Of course, there are also cautionary examples that did not work out as well. The biggest risk in these transactions is that the proceeds are squandered or misused. The Chicago Parking meter case probably best exemplifies this mistake. In 2008, the city of Chicago, belabored by annual pension funding shortfalls, over-unionization, decaying infrastructure, and governed by a small group of incestuous alderman, moved to privatize the entire city’s parking meter operations. The transaction called for a consortium of investors (many of whom were headquartered outside the U.S.) to lease the meter network for 75 years in exchange for a one-time upfront payment $1 billion.[5] In a matter of weeks, consumers saw the old coin based system replaced with solar powered credit cards processors with fees over 5x prior rates. Worse yet, the proceeds that flowed into city coffers were squandered within 24 months with little observed benefit.
Public Good Concerns
In the hospital industry, though, such risks are mitigated because partnerships are rooted in much more than dollars and cents. The cost of capital nor commercial insurance pricing improvements are enough to excite the public. Usually, the motivations are to: (a) better serve indigent patients, (b) improve quality, (c) enhance network coordination, (d) better cover the health needs of the population. Management teams are typically preserved and relied upon for continuity during change. Later stage Private Equity buyers rely more on existing hospital management and employees than in other industries. They seek to modernized a facility and retool for a tighter, more effective operations. Sometimes buyers are able secure continued tax revenue, applied either as a property millage or sales tax. This is particularly true in distressed situations where market interest is thin.

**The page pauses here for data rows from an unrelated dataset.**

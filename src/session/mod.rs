//! Session lifecycle types
//!
//! A session covers one push connection from transport accept to close.
//! The state machine here is owned exclusively by the connection task; the
//! registry only ever sees the handle derived from it.

pub mod state;

pub use state::{SessionPhase, SessionState};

In the end, assessing the impact of privatizing public health systems must be done on a case by case basis. Measurements of success will vary depending on the circumstances. Typically, though officials will be judged on the: (a) demonstrated improvement in quality and brand, and (b) use of proceeds. If the reputation of a hospital is improves, this should stem outmigration and lead to more care being delivered locally. And if monetizing the asset leads to trickle down improvements in other municipal functions, all the better for the public health system.